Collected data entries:
use std::collections::BTreeMap;

use chrono::{Datelike, Duration, NaiveDate};

use crate::models::{
    percentage, ChannelSummary, ChannelVolume, DailyCount, GenderCount, PipelineRecord,
    ReasonCount, StatusBreakdown, TrafficDay, WeeklyBucket,
};

/// Conversations summed by date, ascending.
pub fn daily_conversations(days: &[TrafficDay]) -> Vec<DailyCount> {
    let mut by_date: BTreeMap<NaiveDate, i64> = BTreeMap::new();
    for day in days {
        *by_date.entry(day.date).or_insert(0) += day.active_conversations;
    }
    collect_counts(by_date)
}

/// Scheduled leads summed by date, ascending. Zero days are dropped:
/// a zero in the combined series is join fill, not an observation, and
/// the daily sequences carry no forced grid.
pub fn daily_scheduled(days: &[TrafficDay]) -> Vec<DailyCount> {
    let mut by_date: BTreeMap<NaiveDate, i64> = BTreeMap::new();
    for day in days {
        if day.scheduled > 0 {
            *by_date.entry(day.date).or_insert(0) += day.scheduled;
        }
    }
    collect_counts(by_date)
}

/// Hires counted by hire date, ascending. Only hired rows with a known
/// hire date contribute.
pub fn daily_hires(records: &[PipelineRecord]) -> Vec<DailyCount> {
    let mut by_date: BTreeMap<NaiveDate, i64> = BTreeMap::new();
    for record in records.iter().filter(|r| r.hired) {
        if let Some(date) = record.hire_date {
            *by_date.entry(date).or_insert(0) += 1;
        }
    }
    collect_counts(by_date)
}

fn collect_counts(by_date: BTreeMap<NaiveDate, i64>) -> Vec<DailyCount> {
    by_date
        .into_iter()
        .map(|(date, count)| DailyCount { date, count })
        .collect()
}

/// The Monday opening the week that contains `date`.
pub fn week_start(date: NaiveDate) -> NaiveDate {
    date - Duration::days(date.weekday().num_days_from_monday() as i64)
}

/// Monday-anchored weekly buckets: conversations and scheduled summed
/// from the combined series, hires counted by hire date, outer-joined on
/// the bucket date. Gap weeks between observed buckets are zero-filled;
/// nothing is synthesized outside the observed span.
pub fn weekly_evolution(days: &[TrafficDay], records: &[PipelineRecord]) -> Vec<WeeklyBucket> {
    let mut traffic_weeks: BTreeMap<NaiveDate, (i64, i64)> = BTreeMap::new();
    for day in days {
        let entry = traffic_weeks.entry(week_start(day.date)).or_insert((0, 0));
        entry.0 += day.active_conversations;
        entry.1 += day.scheduled;
    }

    let mut hire_weeks: BTreeMap<NaiveDate, i64> = BTreeMap::new();
    for record in records.iter().filter(|r| r.hired) {
        if let Some(date) = record.hire_date {
            *hire_weeks.entry(week_start(date)).or_insert(0) += 1;
        }
    }

    let Some(&first) = traffic_weeks.keys().chain(hire_weeks.keys()).min() else {
        return Vec::new();
    };
    let Some(&last) = traffic_weeks.keys().chain(hire_weeks.keys()).max() else {
        return Vec::new();
    };

    let mut buckets = Vec::new();
    let mut week = first;
    while week <= last {
        let (active_conversations, scheduled) =
            traffic_weeks.get(&week).copied().unwrap_or((0, 0));
        buckets.push(WeeklyBucket {
            week_start: week,
            active_conversations,
            scheduled,
            hired: hire_weeks.get(&week).copied().unwrap_or(0),
        });
        week += Duration::days(7);
    }
    buckets
}

/// Closure rate per contact channel, descending by rate. Rows without a
/// channel form no group.
pub fn channel_closure(records: &[PipelineRecord]) -> Vec<ChannelSummary> {
    let mut by_channel: BTreeMap<String, (usize, usize)> = BTreeMap::new();
    for record in records {
        if record.contact_channel.is_empty() {
            continue;
        }
        let entry = by_channel.entry(record.contact_channel.clone()).or_insert((0, 0));
        entry.0 += 1;
        if record.hired {
            entry.1 += 1;
        }
    }

    let mut summaries: Vec<ChannelSummary> = by_channel
        .into_iter()
        .map(|(channel, (total, hired))| ChannelSummary {
            channel,
            total,
            hired,
            closure_rate: percentage(hired as f64, total as f64),
        })
        .collect();
    summaries.sort_by(|a, b| {
        b.closure_rate
            .partial_cmp(&a.closure_rate)
            .unwrap_or(std::cmp::Ordering::Equal)
    });
    summaries
}

pub fn gender_distribution(records: &[PipelineRecord]) -> Vec<GenderCount> {
    let mut by_gender: BTreeMap<String, usize> = BTreeMap::new();
    for record in records {
        if record.gender.is_empty() {
            continue;
        }
        *by_gender.entry(record.gender.clone()).or_insert(0) += 1;
    }

    let mut counts: Vec<GenderCount> = by_gender
        .into_iter()
        .map(|(gender, count)| GenderCount { gender, count })
        .collect();
    counts.sort_by(|a, b| b.count.cmp(&a.count));
    counts
}

/// Hired share per employment status, descending by volume.
pub fn status_breakdown(records: &[PipelineRecord]) -> Vec<StatusBreakdown> {
    let mut by_status: BTreeMap<String, (usize, usize)> = BTreeMap::new();
    for record in records {
        if record.status.is_empty() {
            continue;
        }
        let entry = by_status.entry(record.status.clone()).or_insert((0, 0));
        entry.0 += 1;
        if record.hired {
            entry.1 += 1;
        }
    }

    let mut breakdowns: Vec<StatusBreakdown> = by_status
        .into_iter()
        .map(|(status, (total, hired))| StatusBreakdown {
            status,
            total,
            hired,
            hired_share: percentage(hired as f64, total as f64),
        })
        .collect();
    breakdowns.sort_by(|a, b| b.total.cmp(&a.total));
    breakdowns
}

/// Scheduled vs withdrawn volume per channel, descending by volume.
pub fn channel_volume(records: &[PipelineRecord]) -> Vec<ChannelVolume> {
    let mut by_channel: BTreeMap<String, (usize, usize)> = BTreeMap::new();
    for record in records {
        if record.contact_channel.is_empty() {
            continue;
        }
        let entry = by_channel.entry(record.contact_channel.clone()).or_insert((0, 0));
        entry.0 += 1;
        if !record.hired {
            entry.1 += 1;
        }
    }

    let mut volumes: Vec<ChannelVolume> = by_channel
        .into_iter()
        .map(|(channel, (scheduled, withdrawn))| ChannelVolume {
            channel,
            scheduled,
            withdrawn,
        })
        .collect();
    volumes.sort_by(|a, b| b.scheduled.cmp(&a.scheduled));
    volumes
}

/// Non-continuation reasons across non-hired rows, descending by count.
pub fn withdrawal_reasons(records: &[PipelineRecord]) -> Vec<ReasonCount> {
    let mut by_reason: BTreeMap<String, usize> = BTreeMap::new();
    for record in records.iter().filter(|r| !r.hired) {
        if let Some(reason) = &record.non_continuation_reason {
            *by_reason.entry(reason.clone()).or_insert(0) += 1;
        }
    }

    let mut counts: Vec<ReasonCount> = by_reason
        .into_iter()
        .map(|(reason, count)| ReasonCount { reason, count })
        .collect();
    counts.sort_by(|a, b| b.count.cmp(&a.count));
    counts
}
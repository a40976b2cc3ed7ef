use crate::models::{percentage, DailyCount, FunnelStage, KpiSummary, PipelineRecord};

/// Headline totals and rates. `total_scheduled` is the filtered pipeline
/// row count rather than the daily-scheduled sum: attribute filters act
/// on individual leads, while the daily series only carries date filters.
pub fn calculate_kpis(
    pipeline: &[PipelineRecord],
    daily_conversations: &[DailyCount],
) -> KpiSummary {
    let total_conversations: i64 = daily_conversations.iter().map(|day| day.count).sum();
    let total_scheduled = pipeline.len();
    let total_hired = pipeline.iter().filter(|record| record.hired).count();

    let closed: Vec<i64> = pipeline
        .iter()
        .filter_map(|record| record.days_to_close)
        .collect();
    let avg_days_to_close = if closed.is_empty() {
        0.0
    } else {
        closed.iter().sum::<i64>() as f64 / closed.len() as f64
    };

    KpiSummary {
        total_conversations,
        total_scheduled,
        total_hired,
        avg_days_to_close,
        scheduling_rate: percentage(total_scheduled as f64, total_conversations as f64),
        closure_rate: percentage(total_hired as f64, total_scheduled as f64),
    }
}

pub fn funnel_stages(kpis: &KpiSummary) -> Vec<FunnelStage> {
    vec![
        FunnelStage {
            stage: "Conversations",
            count: kpis.total_conversations,
        },
        FunnelStage {
            stage: "Scheduled",
            count: kpis.total_scheduled as i64,
        },
        FunnelStage {
            stage: "Hired",
            count: kpis.total_hired as i64,
        },
    ]
}
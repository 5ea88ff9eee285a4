use anyhow::Result;
use asset_gen::asset_gen::{generate_assets, Args, DEFAULT_FONT_PATH, DEFAULT_OUTPUT_DIR};
use clap::Parser;
use std::path::PathBuf;

#[derive(Debug, Parser)]
#[clap(
    name = "asset-gen",
    about = "Generate placeholder icon, splash, adaptive icon and favicon assets"
)]
struct Cli {
    /// Output directory.
    #[clap(short, long, value_name = "DIR", default_value = DEFAULT_OUTPUT_DIR)]
    output: PathBuf,

    /// TrueType font used for the icon and splash text. Falls back to a built-in font if it can't be loaded.
    #[clap(long, value_name = "PATH", default_value = DEFAULT_FONT_PATH)]
    font: PathBuf,

    /// Print every generated file and the reason for a font fallback
    #[clap(short, long)]
    verbose: bool,
}

impl From<Cli> for Args {
    fn from(cli: Cli) -> Self {
        Self {
            output: cli.output,
            font: cli.font,
            verbose: cli.verbose,
        }
    }
}

fn main() -> Result<()> {
    let args = Args::from(Cli::parse());

    generate_assets(&args)
}
use crate::builtin_font;
use image::{Rgb, RgbImage};
use rusttype::{point, Font, Scale};
use std::{
    fmt,
    path::{Path, PathBuf},
};
use thiserror::Error;

/// Why a TrueType font could not be used
#[derive(Debug, Error)]
pub enum FontError {
    /// The file is missing or could not be read
    #[error("Can't read font file {}", .path.display())]
    Unreadable {
        path: PathBuf,
        #[source]
        source: std::io::Error,
    },

    /// The file was read but holds no usable face at index 0
    #[error("{} is not a supported font file", .path.display())]
    Unsupported { path: PathBuf },
}

/// The typeface every piece of text in a run is drawn with
pub enum TextFace {
    /// A TrueType face scaled to a fixed size
    TrueType { font: Font<'static>, scale: Scale },
    /// The built-in bitmap face, which has no size setting
    Builtin,
}

impl fmt::Debug for TextFace {
    fn fmt(&self, f: &mut fmt::Formatter<'_>) -> fmt::Result {
        match self {
            TextFace::TrueType { scale, .. } => f
                .debug_struct("TrueType")
                .field("scale", scale)
                .finish_non_exhaustive(),
            TextFace::Builtin => f.write_str("Builtin"),
        }
    }
}

/// Load the font at `path`, falling back to the built-in face on any failure.
///
/// Never fails. The second element carries the reason a fallback happened so
/// callers can report it; it does not change which face is returned.
pub fn load_font(path: &Path, px_per_em: f32) -> (TextFace, Option<FontError>) {
    match load_truetype(path, px_per_em) {
        Ok(face) => (face, None),
        Err(err) => (TextFace::Builtin, Some(err)),
    }
}

/// Load face 0 of a TrueType/OpenType file or collection at `px_per_em` pixels per em
pub fn load_truetype(path: &Path, px_per_em: f32) -> Result<TextFace, FontError> {
    let data = std::fs::read(path).map_err(|source| FontError::Unreadable {
        path: path.to_path_buf(),
        source,
    })?;

    let unsupported = || FontError::Unsupported {
        path: path.to_path_buf(),
    };
    let font = Font::try_from_vec_and_index(data, 0).ok_or_else(unsupported)?;
    let scale = em_scale(&font, px_per_em).ok_or_else(unsupported)?;

    Ok(TextFace::TrueType { font, scale })
}

// rusttype scales by line height (ascent to descent); font sizes are given per em.
fn em_scale(font: &Font<'_>, px_per_em: f32) -> Option<Scale> {
    let v_metrics = font.v_metrics_unscaled();
    line_height_scale(
        v_metrics.ascent,
        v_metrics.descent,
        font.units_per_em(),
        px_per_em,
    )
}

fn line_height_scale(
    ascent: f32,
    descent: f32,
    units_per_em: u16,
    px_per_em: f32,
) -> Option<Scale> {
    if units_per_em == 0 {
        return None;
    }
    let line_height = (ascent - descent) / f32::from(units_per_em);
    Some(Scale::uniform(line_height * px_per_em))
}

impl TextFace {
    /// Width and height of the box `text` occupies when drawn
    pub fn text_size(&self, text: &str) -> (f32, f32) {
        match self {
            TextFace::TrueType { font, scale } => {
                let v_metrics = font.v_metrics(*scale);
                (
                    advance_width(font, *scale, text),
                    v_metrics.ascent - v_metrics.descent,
                )
            }
            TextFace::Builtin => {
                let (width, height) = builtin_font::text_size(text);
                (width as f32, height as f32)
            }
        }
    }

    /// Draw `text` so the middle of its box lands on `center`.
    ///
    /// Horizontally the box spans the advance width, vertically it spans
    /// ascender to descender. Anything falling outside the canvas is clipped.
    pub fn draw_centered(
        &self,
        canvas: &mut RgbImage,
        text: &str,
        center: (f32, f32),
        color: Rgb<u8>,
    ) {
        let (center_x, center_y) = center;
        let (width, height) = self.text_size(text);
        let left = center_x - width / 2.0;
        let top = center_y - height / 2.0;

        match self {
            TextFace::TrueType { font, scale } => {
                let baseline = point(left, top + font.v_metrics(*scale).ascent);

                for glyph in font.layout(text, *scale, baseline) {
                    if let Some(bounds) = glyph.pixel_bounding_box() {
                        glyph.draw(|x, y, coverage| {
                            blend_pixel(
                                canvas,
                                bounds.min.x + x as i32,
                                bounds.min.y + y as i32,
                                color,
                                coverage,
                            );
                        });
                    }
                }
            }
            TextFace::Builtin => {
                let (left, top) = (left.round() as i32, top.round() as i32);
                builtin_font::rasterize(text, |x, y| {
                    blend_pixel(canvas, left + x as i32, top + y as i32, color, 1.0);
                });
            }
        }
    }
}

fn advance_width(font: &Font<'_>, scale: Scale, text: &str) -> f32 {
    font.layout(text, scale, point(0.0, 0.0))
        .last()
        .map(|glyph| glyph.position().x + glyph.unpositioned().h_metrics().advance_width)
        .unwrap_or(0.0)
}

fn blend_pixel(canvas: &mut RgbImage, x: i32, y: i32, color: Rgb<u8>, coverage: f32) {
    if x < 0 || y < 0 || x as u32 >= canvas.width() || y as u32 >= canvas.height() {
        return;
    }

    let coverage = coverage.clamp(0.0, 1.0);
    let pixel = canvas.get_pixel_mut(x as u32, y as u32);
    for (dst, src) in pixel.0.iter_mut().zip(color.0) {
        let blended = f32::from(*dst) * (1.0 - coverage) + f32::from(src) * coverage;
        *dst = blended.round() as u8;
    }
}

#[cfg(test)]
mod tests {
    use super::*;
    use tempfile::TempDir;

    const WHITE: Rgb<u8> = Rgb([255, 255, 255]);
    const BLUE: Rgb<u8> = Rgb([59, 130, 246]);

    fn lit_bounds(canvas: &RgbImage) -> Option<(u32, u32, u32, u32)> {
        let mut bounds: Option<(u32, u32, u32, u32)> = None;
        for (x, y, pixel) in canvas.enumerate_pixels() {
            if *pixel == WHITE {
                bounds = Some(match bounds {
                    None => (x, y, x, y),
                    Some((x0, y0, x1, y1)) => (x0.min(x), y0.min(y), x1.max(x), y1.max(y)),
                });
            }
        }
        bounds
    }

    #[test]
    fn test_missing_font_is_unreadable() {
        let temp_dir = TempDir::new().expect("Failed to create temp directory");
        let path = temp_dir.path().join("nope.ttf");

        let err = load_truetype(&path, 400.0).unwrap_err();
        match err {
            FontError::Unreadable { source, .. } => {
                assert_eq!(source.kind(), std::io::ErrorKind::NotFound)
            }
            other => panic!("expected Unreadable, got {other:?}"),
        }
    }

    #[test]
    fn test_garbage_font_is_unsupported() {
        let temp_dir = TempDir::new().expect("Failed to create temp directory");
        let path = temp_dir.path().join("broken.ttc");
        std::fs::write(&path, b"definitely not a font").unwrap();

        let err = load_truetype(&path, 400.0).unwrap_err();
        assert!(matches!(err, FontError::Unsupported { .. }));
        assert!(err.to_string().contains("broken.ttc"));
    }

    #[test]
    fn test_load_font_falls_back_to_builtin() {
        let temp_dir = TempDir::new().expect("Failed to create temp directory");
        let path = temp_dir.path().join("Helvetica.ttc");

        let (face, cause) = load_font(&path, 400.0);
        assert!(matches!(face, TextFace::Builtin));
        assert!(matches!(cause, Some(FontError::Unreadable { .. })));
    }

    #[test]
    fn test_builtin_text_size() {
        assert_eq!(TextFace::Builtin.text_size("T"), (10.0, 14.0));
        assert_eq!(TextFace::Builtin.text_size(""), (0.0, 0.0));
    }

    #[test]
    fn test_builtin_draw_is_centered() {
        let mut canvas = RgbImage::from_pixel(200, 100, BLUE);
        TextFace::Builtin.draw_centered(&mut canvas, "T", (100.0, 50.0), WHITE);

        let (x0, y0, x1, y1) = lit_bounds(&canvas).expect("nothing was drawn");
        let mid_x = (x0 + x1) as f32 / 2.0;
        let mid_y = (y0 + y1) as f32 / 2.0;
        assert!((mid_x - 100.0).abs() <= 1.0, "horizontal middle at {mid_x}");
        assert!((mid_y - 50.0).abs() <= 1.0, "vertical middle at {mid_y}");
        assert_eq!(*canvas.get_pixel(0, 0), BLUE);
    }

    #[test]
    fn test_draw_clips_at_canvas_edges() {
        let mut canvas = RgbImage::from_pixel(8, 8, BLUE);
        // only the top-left quarter of the text box overlaps the canvas
        TextFace::Builtin.draw_centered(&mut canvas, "TechRide", (0.0, 0.0), WHITE);

        // left stroke of the R, and the blank column before it
        assert_eq!(*canvas.get_pixel(1, 0), WHITE);
        assert_eq!(*canvas.get_pixel(1, 1), WHITE);
        assert_eq!(*canvas.get_pixel(0, 0), BLUE);

        let before = canvas.clone();
        TextFace::Builtin.draw_centered(&mut canvas, "TechRide", (-1000.0, -1000.0), WHITE);
        TextFace::Builtin.draw_centered(&mut canvas, "TechRide", (1000.0, 1000.0), WHITE);
        assert_eq!(canvas, before);
    }

    #[test]
    fn test_zero_units_per_em_is_rejected() {
        assert!(line_height_scale(1900.0, -500.0, 0, 400.0).is_none());

        let scale = line_height_scale(1901.0, -483.0, 2048, 400.0).unwrap();
        assert!((scale.y - 2384.0 / 2048.0 * 400.0).abs() < 1e-3);
    }

    #[test]
    fn test_truetype_draw_is_centered_when_available() {
        let candidates = [
            "/usr/share/fonts/truetype/dejavu/DejaVuSans.ttf",
            "/usr/share/fonts/dejavu/DejaVuSans.ttf",
            "/usr/share/fonts/TTF/DejaVuSans.ttf",
        ];
        let Some(path) = candidates.into_iter().find(|path| Path::new(path).is_file()) else {
            println!("DejaVuSans not found, skipping");
            return;
        };

        let face = load_truetype(Path::new(path), 400.0).unwrap();
        let TextFace::TrueType { font, scale } = &face else {
            panic!("expected a TrueType face, got {face:?}");
        };
        let v_metrics = font.v_metrics(*scale);
        let baseline = 512.0 + (v_metrics.ascent + v_metrics.descent) / 2.0;

        let mut canvas = RgbImage::from_pixel(1024, 1024, BLUE);
        face.draw_centered(&mut canvas, "T", (512.0, 512.0), WHITE);

        let mut ink: Option<(u32, u32, u32, u32)> = None;
        for (x, y, pixel) in canvas.enumerate_pixels() {
            if *pixel != BLUE {
                ink = Some(match ink {
                    None => (x, y, x, y),
                    Some((x0, y0, x1, y1)) => (x0.min(x), y0.min(y), x1.max(x), y1.max(y)),
                });
            }
        }
        let (x0, _, x1, y1) = ink.expect("nothing was drawn");

        let mid_x = (x0 + x1) as f32 / 2.0;
        assert!((mid_x - 512.0).abs() <= 1.0, "horizontal middle at {mid_x}");
        // T sits on the baseline
        assert!(
            (y1 as f32 - baseline).abs() <= 1.0,
            "bottom ink row {y1}, baseline {baseline}"
        );
    }

    #[test]
    fn test_blend_pixel_mixes_by_coverage() {
        let mut canvas = RgbImage::from_pixel(1, 1, Rgb([0, 0, 0]));
        blend_pixel(&mut canvas, 0, 0, WHITE, 0.5);
        assert_eq!(*canvas.get_pixel(0, 0), Rgb([128, 128, 128]));

        blend_pixel(&mut canvas, -1, 0, WHITE, 1.0);
        blend_pixel(&mut canvas, 0, 1, WHITE, 1.0);
        assert_eq!(*canvas.get_pixel(0, 0), Rgb([128, 128, 128]));
    }
}
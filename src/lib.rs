pub mod asset_gen;
pub mod builtin_font;
pub mod font;
use crate::font::{self, TextFace};
use anyhow::{Context, Result};
use image::{
    codecs::png::PngEncoder, imageops::FilterType, ColorType, ImageEncoder, Rgb, RgbImage,
};
use std::{
    fs::{create_dir_all, File},
    io::{BufWriter, Write},
    path::{Path, PathBuf},
    str::FromStr,
};

pub const DEFAULT_OUTPUT_DIR: &str = "assets";
pub const DEFAULT_FONT_PATH: &str = "/System/Library/Fonts/Helvetica.ttc";
pub const FONT_SIZE: f32 = 400.0;

pub const BACKGROUND_COLOR: &str = "#3B82F6";
pub const TEXT_COLOR: &str = "#FFFFFF";

pub const ICON_SIZE: u32 = 1024;
pub const ICON_TEXT: &str = "T";
pub const SPLASH_WIDTH: u32 = 1242;
pub const SPLASH_HEIGHT: u32 = 2436;
pub const SPLASH_TEXT: &str = "TechRide";
pub const FAVICON_SIZE: u32 = 48;

pub const ICON_FILE: &str = "icon.png";
pub const SPLASH_FILE: &str = "splash.png";
pub const ADAPTIVE_ICON_FILE: &str = "adaptive-icon.png";
pub const FAVICON_FILE: &str = "favicon.png";

/// Every file a run writes, in the order they are written
pub const ASSET_FILES: [&str; 4] = [ICON_FILE, SPLASH_FILE, ADAPTIVE_ICON_FILE, FAVICON_FILE];

pub const SUCCESS_MESSAGE: &str = "Assets created successfully!";

#[derive(Debug, Clone)]
pub struct Args {
    pub output: PathBuf,
    pub font: PathBuf,
    pub verbose: bool,
}

pub fn generate_assets(args: &Args) -> Result<()> {
    ensure_output_dir(&args.output)?;

    let (face, fallback_cause) = font::load_font(&args.font, FONT_SIZE);
    if let (true, Some(cause)) = (args.verbose, fallback_cause) {
        eprintln!("Using built-in font: {:#}", anyhow::Error::from(cause));
    }

    let icon = create_icon(&args.output, &face)?;
    report(args, ICON_FILE);

    create_splash(&args.output, &face)?;
    report(args, SPLASH_FILE);

    derive_adaptive_icon(&args.output, &icon)?;
    report(args, ADAPTIVE_ICON_FILE);

    derive_favicon(&args.output, &icon)?;
    report(args, FAVICON_FILE);

    println!("{SUCCESS_MESSAGE}");
    Ok(())
}

fn report(args: &Args, filename: &str) {
    if args.verbose {
        println!("  ✓ Generated {}", args.output.join(filename).display());
    }
}

/// Create `dir` and any missing parents; an existing directory is fine
pub fn ensure_output_dir(dir: &Path) -> Result<()> {
    create_dir_all(dir)
        .with_context(|| format!("Can't create output directory {}", dir.display()))
}

/// Draw the app icon, save it and hand the canvas back for the derived assets
pub fn create_icon(out_dir: &Path, face: &TextFace) -> Result<RgbImage> {
    let mut icon = brand_canvas(ICON_SIZE, ICON_SIZE)?;
    let center = (ICON_SIZE as f32 / 2.0, ICON_SIZE as f32 / 2.0);
    face.draw_centered(&mut icon, ICON_TEXT, center, parse_color(TEXT_COLOR)?);

    save_png(&icon, &out_dir.join(ICON_FILE))?;
    Ok(icon)
}

pub fn create_splash(out_dir: &Path, face: &TextFace) -> Result<()> {
    let mut splash = brand_canvas(SPLASH_WIDTH, SPLASH_HEIGHT)?;
    let center = (SPLASH_WIDTH as f32 / 2.0, SPLASH_HEIGHT as f32 / 2.0);
    face.draw_centered(&mut splash, SPLASH_TEXT, center, parse_color(TEXT_COLOR)?);

    save_png(&splash, &out_dir.join(SPLASH_FILE))
}

/// The adaptive icon is the icon canvas saved under a second name
pub fn derive_adaptive_icon(out_dir: &Path, icon: &RgbImage) -> Result<()> {
    save_png(icon, &out_dir.join(ADAPTIVE_ICON_FILE))
}

pub fn derive_favicon(out_dir: &Path, icon: &RgbImage) -> Result<()> {
    let favicon = image::imageops::resize(icon, FAVICON_SIZE, FAVICON_SIZE, FilterType::CatmullRom);
    save_png(&favicon, &out_dir.join(FAVICON_FILE))
}

fn brand_canvas(width: u32, height: u32) -> Result<RgbImage> {
    Ok(RgbImage::from_pixel(width, height, parse_color(BACKGROUND_COLOR)?))
}

/// Parse a CSS color into an opaque RGB pixel
pub fn parse_color(color: &str) -> Result<Rgb<u8>> {
    let srgb = css_color::Srgb::from_str(color)
        .map_err(|_| anyhow::anyhow!("Invalid color: {color}"))?;

    let channel = |value: f32| (value.clamp(0.0, 1.0) * 255.).round() as u8;
    Ok(Rgb([
        channel(srgb.red),
        channel(srgb.green),
        channel(srgb.blue),
    ]))
}

fn save_png(image: &RgbImage, path: &Path) -> Result<()> {
    let file = File::create(path)
        .with_context(|| format!("Failed to create PNG file {}", path.display()))?;
    let mut out_file = BufWriter::new(file);

    PngEncoder::new(&mut out_file)
        .write_image(image.as_raw(), image.width(), image.height(), ColorType::Rgb8)
        .with_context(|| format!("Failed to write PNG {}", path.display()))?;
    out_file.flush()?;

    Ok(())
}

## WHAT TO PRODUCE
Across the records, how many lines carry the word "verbose"? The answer should be a number alone.

## EXPECTED ANSWER
5